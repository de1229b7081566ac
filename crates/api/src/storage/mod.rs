//! Amazon S3 storage for profile and product images.
//!
//! Objects are written with `PutObject` and removed with `DeleteObject`, both
//! signed with AWS Signature V4. Objects are served from the bucket's public
//! virtual-hosted URL.

mod image;
pub mod sigv4;

pub use image::{ImageFormat, MAX_IMAGE_BYTES, validate_image};

use std::sync::Arc;
use std::time::Duration;

use axum::http::StatusCode;
use befit_core::{ProductId, UserId};
use secrecy::{ExposeSecret, SecretString};
use thiserror::Error;
use tracing::{info, instrument, warn};
use uuid::Uuid;

use crate::config::S3Config;

use sigv4::{SignedRequest, Signer, sha256_hex};

/// Errors that can occur when storing objects.
#[derive(Debug, Error)]
pub enum StorageError {
    /// HTTP request failed.
    #[error("HTTP error: {0}")]
    Http(#[from] reqwest::Error),

    /// S3 answered with an error status.
    #[error("S3 error: {status} - {message}")]
    Api { status: u16, message: String },

    /// Upload has no bytes.
    #[error("empty upload")]
    EmptyUpload,

    /// Upload exceeds the size limit.
    #[error("upload too large: {0} bytes")]
    TooLarge(usize),

    /// Upload is not JPEG, PNG, or WEBP.
    #[error("unsupported image format")]
    UnsupportedFormat,
}

impl StorageError {
    /// HTTP status to answer with.
    #[must_use]
    pub const fn status(&self) -> StatusCode {
        match self {
            Self::EmptyUpload | Self::UnsupportedFormat => StatusCode::BAD_REQUEST,
            Self::TooLarge(_) => StatusCode::PAYLOAD_TOO_LARGE,
            Self::Http(_) | Self::Api { .. } => StatusCode::BAD_GATEWAY,
        }
    }

    /// Message safe to show the client.
    #[must_use]
    pub fn client_message(&self) -> String {
        match self {
            Self::EmptyUpload => "Uploaded file is empty".to_string(),
            Self::TooLarge(_) => "Image exceeds the 5 MB limit".to_string(),
            Self::UnsupportedFormat => "Only JPEG, PNG and WEBP images are allowed".to_string(),
            Self::Http(_) | Self::Api { .. } => "External service error".to_string(),
        }
    }
}

/// Who an uploaded image belongs to; decides the key prefix.
#[derive(Debug, Clone, Copy)]
pub enum ImageOwner {
    Profile(UserId),
    Product(ProductId),
}

impl ImageOwner {
    /// Object key for a fresh upload.
    #[must_use]
    pub fn object_key(self, format: ImageFormat) -> String {
        let name = Uuid::new_v4();
        let ext = format.extension();
        match self {
            Self::Profile(id) => format!("profile_images/{id}/{name}.{ext}"),
            Self::Product(id) => format!("product_images/{id}/{name}.{ext}"),
        }
    }
}

/// S3 bucket client.
#[derive(Clone)]
pub struct S3Client {
    inner: Arc<S3ClientInner>,
}

struct S3ClientInner {
    client: reqwest::Client,
    host: String,
    region: String,
    access_key_id: String,
    secret_access_key: SecretString,
}

impl S3Client {
    /// Create a new S3 client.
    ///
    /// # Errors
    ///
    /// Returns error if the HTTP client fails to build.
    pub fn new(config: &S3Config) -> Result<Self, StorageError> {
        let client = reqwest::Client::builder()
            .timeout(Duration::from_secs(30))
            .build()?;

        Ok(Self {
            inner: Arc::new(S3ClientInner {
                client,
                host: format!("{}.s3.{}.amazonaws.com", config.bucket, config.region),
                region: config.region.clone(),
                access_key_id: config.access_key_id.clone(),
                secret_access_key: config.secret_access_key.clone(),
            }),
        })
    }

    /// Public URL of an object.
    #[must_use]
    pub fn public_url(&self, key: &str) -> String {
        public_url(&self.inner.host, key)
    }

    /// Object key behind one of this bucket's public URLs.
    #[must_use]
    pub fn key_from_url(&self, url: &str) -> Option<String> {
        key_from_url(&self.inner.host, url)
    }

    fn signer(&self) -> Signer<'_> {
        Signer {
            access_key_id: &self.inner.access_key_id,
            secret_access_key: self.inner.secret_access_key.expose_secret(),
            region: &self.inner.region,
        }
    }

    /// Validate and upload an image. Returns its public URL.
    ///
    /// # Errors
    ///
    /// Returns a validation variant for bad uploads, or an HTTP/API error.
    #[instrument(skip(self, bytes), fields(size = bytes.len()))]
    pub async fn upload_image(
        &self,
        owner: ImageOwner,
        bytes: Vec<u8>,
    ) -> Result<String, StorageError> {
        let format = validate_image(&bytes)?;
        let key = owner.object_key(format);
        self.put_object(&key, bytes, format.content_type()).await?;
        info!(key = %key, "Uploaded image");
        Ok(self.public_url(&key))
    }

    /// Write an object.
    ///
    /// # Errors
    ///
    /// Returns `StorageError::Api` for a non-success status.
    #[instrument(skip(self, body), fields(size = body.len()))]
    pub async fn put_object(
        &self,
        key: &str,
        body: Vec<u8>,
        content_type: &str,
    ) -> Result<(), StorageError> {
        let path = format!("/{key}");
        let payload_hash = sha256_hex(&body);
        let request = SignedRequest {
            method: "PUT",
            host: &self.inner.host,
            path: &path,
            payload_hash: &payload_hash,
            extra_headers: &[("content-type", content_type)],
        };
        let signed = self.signer().sign(&request, chrono::Utc::now());

        let response = self
            .inner
            .client
            .put(format!("https://{}{}", self.inner.host, sigv4::encode_path(&path)))
            .header("Authorization", signed.authorization)
            .header("x-amz-date", signed.amz_date)
            .header("x-amz-content-sha256", signed.content_sha256)
            .header("Content-Type", content_type)
            .body(body)
            .send()
            .await?;

        check(response).await
    }

    /// Delete an object. Missing objects are not an error.
    ///
    /// # Errors
    ///
    /// Returns `StorageError::Api` for a non-success status.
    #[instrument(skip(self))]
    pub async fn delete_object(&self, key: &str) -> Result<(), StorageError> {
        let path = format!("/{key}");
        let payload_hash = sha256_hex(b"");
        let request = SignedRequest {
            method: "DELETE",
            host: &self.inner.host,
            path: &path,
            payload_hash: &payload_hash,
            extra_headers: &[],
        };
        let signed = self.signer().sign(&request, chrono::Utc::now());

        let response = self
            .inner
            .client
            .delete(format!("https://{}{}", self.inner.host, sigv4::encode_path(&path)))
            .header("Authorization", signed.authorization)
            .header("x-amz-date", signed.amz_date)
            .header("x-amz-content-sha256", signed.content_sha256)
            .send()
            .await?;

        check(response).await
    }

    /// Delete the object behind a public URL, logging instead of failing.
    ///
    /// Used after the database no longer references the object.
    pub async fn delete_by_url(&self, url: &str) {
        let Some(key) = self.key_from_url(url) else {
            warn!(url, "Not an object of this bucket; skipping delete");
            return;
        };
        if let Err(e) = self.delete_object(&key).await {
            warn!(error = %e, key = %key, "Failed to delete object");
        }
    }
}

async fn check(response: reqwest::Response) -> Result<(), StorageError> {
    let status = response.status();
    if status.is_success() {
        return Ok(());
    }
    let message = response.text().await.unwrap_or_default();
    Err(StorageError::Api {
        status: status.as_u16(),
        message,
    })
}

fn public_url(host: &str, key: &str) -> String {
    format!("https://{host}/{key}")
}

fn key_from_url(host: &str, url: &str) -> Option<String> {
    let parsed = url::Url::parse(url).ok()?;
    if parsed.host_str() != Some(host) {
        return None;
    }
    let key = parsed.path().trim_start_matches('/');
    (!key.is_empty()).then(|| key.to_string())
}

#[cfg(test)]
#[allow(clippy::unwrap_used)]
mod tests {
    use super::*;

    const HOST: &str = "befit-media.s3.us-east-2.amazonaws.com";

    #[test]
    fn test_object_keys() {
        let key = ImageOwner::Profile(UserId::new(12)).object_key(ImageFormat::Png);
        assert!(key.starts_with("profile_images/12/"));
        assert!(key.ends_with(".png"));

        let key = ImageOwner::Product(ProductId::new(3)).object_key(ImageFormat::Jpeg);
        assert!(key.starts_with("product_images/3/"));
        assert!(key.ends_with(".jpg"));
    }

    #[test]
    fn test_public_url_round_trips_to_key() {
        let url = public_url(HOST, "product_images/3/abc.webp");
        assert_eq!(
            url,
            "https://befit-media.s3.us-east-2.amazonaws.com/product_images/3/abc.webp"
        );
        assert_eq!(
            key_from_url(HOST, &url).as_deref(),
            Some("product_images/3/abc.webp")
        );
    }

    #[test]
    fn test_key_from_foreign_url_is_none() {
        assert_eq!(key_from_url(HOST, "https://cdn.example.com/a.png"), None);
        assert_eq!(key_from_url(HOST, "not a url"), None);
        assert_eq!(key_from_url(HOST, &format!("https://{HOST}/")), None);
    }

    #[test]
    fn test_storage_error_statuses() {
        assert_eq!(StorageError::TooLarge(10).status(), StatusCode::PAYLOAD_TOO_LARGE);
        assert_eq!(StorageError::UnsupportedFormat.status(), StatusCode::BAD_REQUEST);
        let err = StorageError::Api {
            status: 403,
            message: "AccessDenied".to_string(),
        };
        assert_eq!(err.status(), StatusCode::BAD_GATEWAY);
        assert_eq!(err.client_message(), "External service error");
    }
}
____
▶ What to produce
Scan the material above for the string "ImageFormat". Return each line where it occurs.

▶ Response to the task
pub use image::{ImageFormat, MAX_IMAGE_BYTES, validate_image};
    pub fn object_key(self, format: ImageFormat) -> String {
        let key = ImageOwner::Profile(UserId::new(12)).object_key(ImageFormat::Png);
        let key = ImageOwner::Product(ProductId::new(3)).object_key(ImageFormat::Jpeg);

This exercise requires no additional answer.